Consequently, the industry average ROE fell to 14.52 percent as at December 2019 from 16.44 percent the previous year, according to data gathered by BusinessDay.

A deteriorating ratio means insurers are not using shareholders money to generate profits, which is why the valuation of Nigerian companies is weak compared with peers in sub-Saharan Africa.

Also clear is that a lot of insurers are not managing their investment portfolio to the extent such gains will help compensate for rising claims, underwriting and management expenses.
Huge losses have been eroding profitability and a lot of operators in the industry are wary of the risk they undertake.

Mounting obligations that have resulted in huge underwriting losses have forced operators to be more than ever cautious of the risk they admit into their books.

Analysts attribute the protracted slump in returns to shareholders to escalating operating and underwriting expenses in the face of inflationary pressures.

They add that firms spend a lot of money in the acquisition of latest technology, staff training and recruitment, and diesel costs since electricity from the grid is unreliable.

Nigerian insurers are not making underwriting profit as average industry combined ratio hit 125.89 percent in December 2019, higher than the 100 percent benchmark, according to the data.

Analysts at Coronation Merchant Bank believe that low profitability results in lack of investment in technology necessary to bolster efficient and underpin seamless operations.

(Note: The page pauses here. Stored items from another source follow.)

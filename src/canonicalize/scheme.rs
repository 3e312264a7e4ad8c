pub const SPECIAL_SCHEMES: [&str; 6] = ["ftp", "file", "http", "https", "ws", "wss"];

pub fn is_special_scheme(scheme: &str) -> bool {
    SPECIAL_SCHEMES.contains(&scheme)
}

pub fn default_port_for_scheme(scheme: &str) -> Option<u16> {
    match scheme {
        "ftp" => Some(21),
        "http" | "ws" => Some(80),
        "https" | "wss" => Some(443),
        _ => None,
    }
}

The key difficulty, we believe, is lack of scale, according to the analysts.

“Composite insurers, like all insurers, have a level of fixed costs which can only be justified by levels of business, but most Composite insurers lack the level of business to absorb these central costs sufficiently,” they say.

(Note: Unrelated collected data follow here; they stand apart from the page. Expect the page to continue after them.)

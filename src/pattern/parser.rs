use hashbrown::HashSet;

use crate::canonicalize::CanonicalizeResult;
use crate::pattern::ast::{Modifier, Part, PartType};
use crate::pattern::lexer::{Token, TokenType, TokenizePolicy, tokenize};
use crate::pattern::regexp::{FULL_WILDCARD_REGEXP, segment_wildcard_regexp};
use crate::pattern::{Options, PatternError, PatternResult};

/// Validates and encodes a literal run of pattern text for one URL component.
pub type EncodingCallback<'a> = &'a dyn Fn(&str) -> CanonicalizeResult<String>;

#[tracing::instrument(level = "trace", skip_all, fields(pattern = %input))]
pub fn parse_pattern_string(
    input: &str,
    options: &Options,
    encoding_callback: EncodingCallback<'_>,
) -> PatternResult<Vec<Part>> {
    let tokens = tokenize(input, TokenizePolicy::Strict)?;
    let mut parser = PatternParser::new(input, tokens, options, encoding_callback);
    parser.run()?;

    tracing::trace!(parts = parser.parts.len() as u64, "pattern parsed");

    Ok(parser.parts)
}

struct PatternParser<'a> {
    pattern: &'a str,
    tokens: Vec<Token>,
    encoding_callback: EncodingCallback<'a>,
    segment_wildcard_regexp: String,
    prefix_code_point: String,
    parts: Vec<Part>,
    pending_fixed_value: String,
    index: usize,
    next_numeric_name: usize,
    names: HashSet<String>,
}

impl<'a> PatternParser<'a> {
    fn new(
        pattern: &'a str,
        tokens: Vec<Token>,
        options: &Options,
        encoding_callback: EncodingCallback<'a>,
    ) -> Self {
        Self {
            pattern,
            tokens,
            encoding_callback,
            segment_wildcard_regexp: segment_wildcard_regexp(options),
            prefix_code_point: options.prefix_string(),
            parts: Vec::new(),
            pending_fixed_value: String::new(),
            index: 0,
            next_numeric_name: 0,
            names: HashSet::new(),
        }
    }

    fn run(&mut self) -> PatternResult<()> {
        while self.index < self.tokens.len() {
            let char_token = self.try_consume(TokenType::Char);
            let name_token = self.try_consume(TokenType::Name);
            let regexp_or_wildcard = self.try_consume_regexp_or_wildcard(name_token.is_some());

            if name_token.is_some() || regexp_or_wildcard.is_some() {
                let mut prefix = char_token.map(|t| t.value).unwrap_or_default();

                if !prefix.is_empty() && prefix != self.prefix_code_point {
                    self.pending_fixed_value.push_str(&prefix);
                    prefix.clear();
                }

                self.flush_pending_fixed_value()?;

                let modifier_token = self.try_consume_modifier();
                self.add_part(
                    prefix,
                    name_token,
                    regexp_or_wildcard,
                    String::new(),
                    modifier_token,
                )?;
                continue;
            }

            let fixed_token = char_token.or_else(|| self.try_consume(TokenType::EscapedChar));

            if let Some(token) = fixed_token {
                self.pending_fixed_value.push_str(&token.value);
                continue;
            }

            if self.try_consume(TokenType::Open).is_some() {
                let prefix = self.consume_text();
                let name_token = self.try_consume(TokenType::Name);
                let regexp_or_wildcard =
                    self.try_consume_regexp_or_wildcard(name_token.is_some());
                let suffix = self.consume_text();

                self.consume_required(TokenType::Close)?;

                let modifier_token = self.try_consume_modifier();
                self.add_part(
                    prefix,
                    name_token,
                    regexp_or_wildcard,
                    suffix,
                    modifier_token,
                )?;
                continue;
            }

            self.flush_pending_fixed_value()?;
            self.consume_required(TokenType::End)?;
        }

        Ok(())
    }

    fn try_consume(&mut self, kind: TokenType) -> Option<Token> {
        let token = self.tokens.get(self.index)?;

        if token.kind != kind {
            return None;
        }

        self.index += 1;
        Some(token.clone())
    }

    fn try_consume_modifier(&mut self) -> Option<Token> {
        self.try_consume(TokenType::Modifier)
            .or_else(|| self.try_consume(TokenType::Asterisk))
    }

    fn try_consume_regexp_or_wildcard(&mut self, has_name: bool) -> Option<Token> {
        let token = self.try_consume(TokenType::Regexp);

        if token.is_none() && !has_name {
            return self.try_consume(TokenType::Asterisk);
        }

        token
    }

    fn consume_required(&mut self, kind: TokenType) -> PatternResult<()> {
        if self.try_consume(kind).is_some() {
            return Ok(());
        }

        let (index, found) = self
            .tokens
            .get(self.index)
            .map(|t| (t.position, t.kind))
            .unwrap_or((self.pattern.chars().count(), TokenType::End));

        Err(PatternError::MissingToken {
            pattern: self.pattern.to_string(),
            index,
            expected: kind,
            found,
        })
    }

    fn consume_text(&mut self) -> String {
        let mut result = String::new();

        while let Some(token) = self
            .try_consume(TokenType::Char)
            .or_else(|| self.try_consume(TokenType::EscapedChar))
        {
            result.push_str(&token.value);
        }

        result
    }

    fn flush_pending_fixed_value(&mut self) -> PatternResult<()> {
        if self.pending_fixed_value.is_empty() {
            return Ok(());
        }

        let value = std::mem::take(&mut self.pending_fixed_value);
        let encoded = (self.encoding_callback)(&value)?;
        self.parts.push(Part::fixed(encoded, Modifier::None));

        Ok(())
    }

    fn add_part(
        &mut self,
        prefix: String,
        name_token: Option<Token>,
        regexp_or_wildcard: Option<Token>,
        suffix: String,
        modifier_token: Option<Token>,
    ) -> PatternResult<()> {
        let modifier = Modifier::from_token(modifier_token.as_ref());

        if name_token.is_none() && regexp_or_wildcard.is_none() && modifier == Modifier::None {
            self.pending_fixed_value.push_str(&prefix);
            return Ok(());
        }

        self.flush_pending_fixed_value()?;

        if name_token.is_none() && regexp_or_wildcard.is_none() {
            debug_assert!(suffix.is_empty());

            if prefix.is_empty() {
                return Ok(());
            }

            let encoded = (self.encoding_callback)(&prefix)?;
            self.parts.push(Part::fixed(encoded, modifier));
            return Ok(());
        }

        let mut regexp_value = match &regexp_or_wildcard {
            None => self.segment_wildcard_regexp.clone(),
            Some(token) if token.kind == TokenType::Asterisk => FULL_WILDCARD_REGEXP.to_string(),
            Some(token) => token.value.clone(),
        };

        let mut kind = PartType::Regexp;

        if regexp_value == self.segment_wildcard_regexp {
            kind = PartType::SegmentWildcard;
            regexp_value.clear();
        } else if regexp_value == FULL_WILDCARD_REGEXP {
            kind = PartType::FullWildcard;
            regexp_value.clear();
        }

        let name = match name_token {
            Some(token) => token.value,
            None => {
                let name = self.next_numeric_name.to_string();
                self.next_numeric_name += 1;
                name
            }
        };

        if !self.names.insert(name.clone()) {
            return Err(PatternError::DuplicateName {
                pattern: self.pattern.to_string(),
                name,
            });
        }

        let encoded_prefix = (self.encoding_callback)(&prefix)?;
        let encoded_suffix = (self.encoding_callback)(&suffix)?;

        self.parts.push(Part::group(
            kind,
            regexp_value,
            modifier,
            name,
            encoded_prefix,
            encoded_suffix,
        ));

        Ok(())
    }
}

African Alliance Insurance recorded a loss of N7.26 billion as at December 2019, while a negative total equity of N11.34 billion means it total liability exceeds total assets.

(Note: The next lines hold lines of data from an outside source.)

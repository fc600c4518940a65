//! Server-rendered HTML for the estimator page.

use crate::validation::{Bounds, PredictForm, BATH, BHK, SQFT};
use house_price_core::text::location_equals;
use house_price_core::Estimate;
use maud::{html, Markup, PreEscaped, DOCTYPE};

pub const TITLE: &str = "Bangalore House Price Predictor";
pub const LOAD_FAILED: &str = "Failed to load model. Please check if the artifacts exist.";

const STYLE: &str = r#"
body { font-family: sans-serif; margin: 0 auto; max-width: 1100px; padding: 1rem; }
.columns { display: flex; gap: 2rem; }
.col-main { flex: 2; }
.col-side { flex: 1; }
aside { background: #f4f4f8; padding: 1rem; margin-bottom: 1rem; }
label { display: block; margin-top: .8rem; }
button { margin-top: 1rem; width: 100%; padding: .6rem; }
.error { background: #fde8e8; padding: .6rem; margin: .5rem 0; }
.warning { background: #fff7e0; padding: .6rem; margin: .5rem 0; }
.success { background: #e6f6ea; padding: .6rem; margin: .5rem 0; }
.info { background: #e8f0fd; padding: .6rem; margin: .5rem 0; }
footer { text-align: center; margin-top: 2rem; font-size: 12px; color: #666; }
"#;

/// What to show in the result area below the form.
#[derive(Debug, Clone)]
pub enum Outcome {
    Estimate(Estimate),
    Error(String),
}

/// Everything one render of the page needs.
#[derive(Debug, Default)]
pub struct PageView<'a> {
    pub locations: Vec<&'a str>,
    pub form: PredictForm,
    pub warnings: Vec<&'static str>,
    pub outcome: Option<Outcome>,
    /// Set when the artifacts failed to load; the form is not rendered.
    pub load_error: Option<&'a str>,
}

impl PageView<'_> {
    /// Form pre-filled with the widget defaults and the first location.
    pub fn with_defaults(mut self) -> Self {
        self.form = PredictForm {
            location: self.locations.first().map(|s| s.to_string()).unwrap_or_default(),
            total_sqft: fmt_number(SQFT.default),
            bhk: fmt_number(BHK.default),
            bath: fmt_number(BATH.default),
        };
        self
    }
}

pub fn render(view: &PageView<'_>) -> Markup {
    html! {
        (DOCTYPE)
        html lang="en" {
            head {
                meta charset="utf-8";
                meta name="viewport" content="width=device-width, initial-scale=1";
                title { (TITLE) }
                style { (PreEscaped(STYLE)) }
            }
            body {
                (header())
                @if let Some(err) = view.load_error {
                    div.error { (LOAD_FAILED) }
                    div.error { "Error loading model artifacts: " (err) }
                } @else {
                    (sidebar())
                    main.columns {
                        section class="col-main" {
                            (form(view))
                            (outcome(view))
                        }
                        (summary(&view.form))
                    }
                }
                (footer())
            }
        }
    }
}

fn header() -> Markup {
    html! {
        header {
            h1 { (TITLE) }
            hr;
            h3 { "Predict house prices in Bangalore based on location, size, and amenities" }
        }
    }
}

fn sidebar() -> Markup {
    html! {
        aside {
            h2 { "About This App" }
            p {
                "This model predicts house prices in Bangalore using a "
                strong { "Linear Regression" }
                " fitted on a cleaned set of property records."
            }
            h2 { "Model Info" }
            ul {
                li { strong { "Algorithm" } ": Linear Regression" }
                li { strong { "Features" } ": Location, Area, BHK, Bathrooms" }
                li { strong { "Dataset" } ": Bangalore Housing Data" }
                li { strong { "Preprocessing" } ": Outlier removal, feature engineering" }
            }
        }
    }
}

fn form(view: &PageView<'_>) -> Markup {
    html! {
        h2 { "Enter Property Details" }
        form method="post" action="/predict" {
            label for="location" { "Select Location" }
            select id="location" name="location" {
                @for loc in &view.locations {
                    option value=(loc) selected[location_equals(loc, &view.form.location)] { (loc) }
                }
            }
            (number_input("total_sqft", &SQFT, &view.form.total_sqft))
            (number_input("bhk", &BHK, &view.form.bhk))
            (number_input("bath", &BATH, &view.form.bath))
            @for w in &view.warnings {
                div.warning { (w) }
            }
            button type="submit" { "Predict Price" }
        }
    }
}

fn number_input(name: &str, b: &Bounds, value: &str) -> Markup {
    html! {
        label for=(name) { (b.label) }
        input type="number" id=(name) name=(name)
            min=(fmt_number(b.min)) max=(fmt_number(b.max)) step=(fmt_number(b.step))
            value=(value) required;
    }
}

fn outcome(view: &PageView<'_>) -> Markup {
    html! {
        @match &view.outcome {
            None => {}
            Some(Outcome::Error(msg)) => {
                div.error { (msg) }
            }
            Some(Outcome::Estimate(estimate)) => {
                div.success {
                    h3 { "Estimated Price: ₹" (format!("{:.2}", estimate.price_lakhs)) " Lakhs" }
                }
                div.info {
                    strong { "Price per sq ft:" }
                    " ₹" (format!("{:.0}", estimate.price_per_sqft))
                }
                div.info {
                    strong { "Expected Range:" }
                    " ₹" (format!("{:.2}", estimate.lower_lakhs))
                    " - ₹" (format!("{:.2}", estimate.upper_lakhs)) " Lakhs"
                }
            }
        }
    }
}

fn summary(form: &PredictForm) -> Markup {
    let location = form.location.trim();
    let area = form.total_sqft.trim().parse::<f64>().ok();
    let bhk = form.bhk.trim();
    let bath = form.bath.trim();
    html! {
        section class="col-side" {
            h2 { "Property Summary" }
            dl {
                @if !location.is_empty() {
                    dt { "Location" }
                    dd { (location) }
                }
                @if let Some(sqft) = area {
                    dt { "Area" }
                    dd { (group_thousands(sqft)) " sq ft" }
                }
                @if !bhk.is_empty() {
                    dt { "Bedrooms" }
                    dd { (bhk) " BHK" }
                }
                @if !bath.is_empty() {
                    dt { "Bathrooms" }
                    dd { (bath) }
                }
            }
            h2 { "Tips" }
            ul {
                li { strong { "Location" } " greatly affects price" }
                li { strong { "Central areas" } " are typically more expensive" }
                li { strong { "Price per sq ft" } " varies by locality" }
                li { "Consider " strong { "future development" } " in the area" }
            }
        }
    }
}

fn footer() -> Markup {
    html! {
        footer {
            hr;
            p { "Machine Learning Project | Bangalore House Price Prediction" }
        }
    }
}

/// Integers print without a fractional part.
pub fn fmt_number(v: f64) -> String {
    if v.fract() == 0.0 {
        format!("{v:.0}")
    } else {
        v.to_string()
    }
}

/// `12345.0` -> `12,345`; fractional part is rounded away.
pub fn group_thousands(v: f64) -> String {
    let n = v.round() as i64;
    let digits = n.unsigned_abs().to_string();
    let mut out = String::with_capacity(digits.len() + digits.len() / 3 + 1);
    if n < 0 {
        out.push('-');
    }
    for (i, ch) in digits.chars().enumerate() {
        if i > 0 && (digits.len() - i) % 3 == 0 {
            out.push(',');
        }
        out.push(ch);
    }
    out
}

Niger Insurance plc posted a loss of N1.65 billion in the period under review, and its management expenses are 1.37 times net premium income of N1.84 billion.

Guinea Insurance recorded a loss of N795.04 billion as at December 2019, and it combined ratio stood at 1.27 percent as it continues to grapple with receding revenue.

However, some companies were reliant on investment returns to shore up profit and deliver returns to shareholders.

For instance, Leadway Assurance Limited, the largest insurer by assets, revenue and total equity, saw return on equity increased to 18.35 percent in December 2019 from 14.27 percent as at December 2018.

Leadway Assurance’s net income spiked by 26.53 percent to N9.19 billion as at December 2019, thanks to income from investment income and foreign exchange gains of N64.76 billion that helped compensate for underwriting loss of N47.05 billion.

AIICO Insurance’s ROE rose to 27.11 percent in the period under review as against 24.41 percent the previous year. AIICO’s net income surged by 86.24 percent to N5.86 billion in the period under review, thanks to contribution from investment income and other income to a tune of N10.53 billion that wiped out N6.8 billion underwriting loss.

However, right now insurers are facing a perfect storm as a precipitous decline in yield on treasury instrument, combined with the unprecedented economic uncertainties caused by the coronavirus pandemic, all will damp future earnings, expert say.

“Lower demand and investment returns, a significant deterioration in the credit quality of fixed income securities and increased mortality rates from the virus could pressure earnings in the life segment, while a rise in COVID-19 related claims, premium rebates and lower interest rates could affect non-life,” according to analysts at Afrinvest Securities Limited.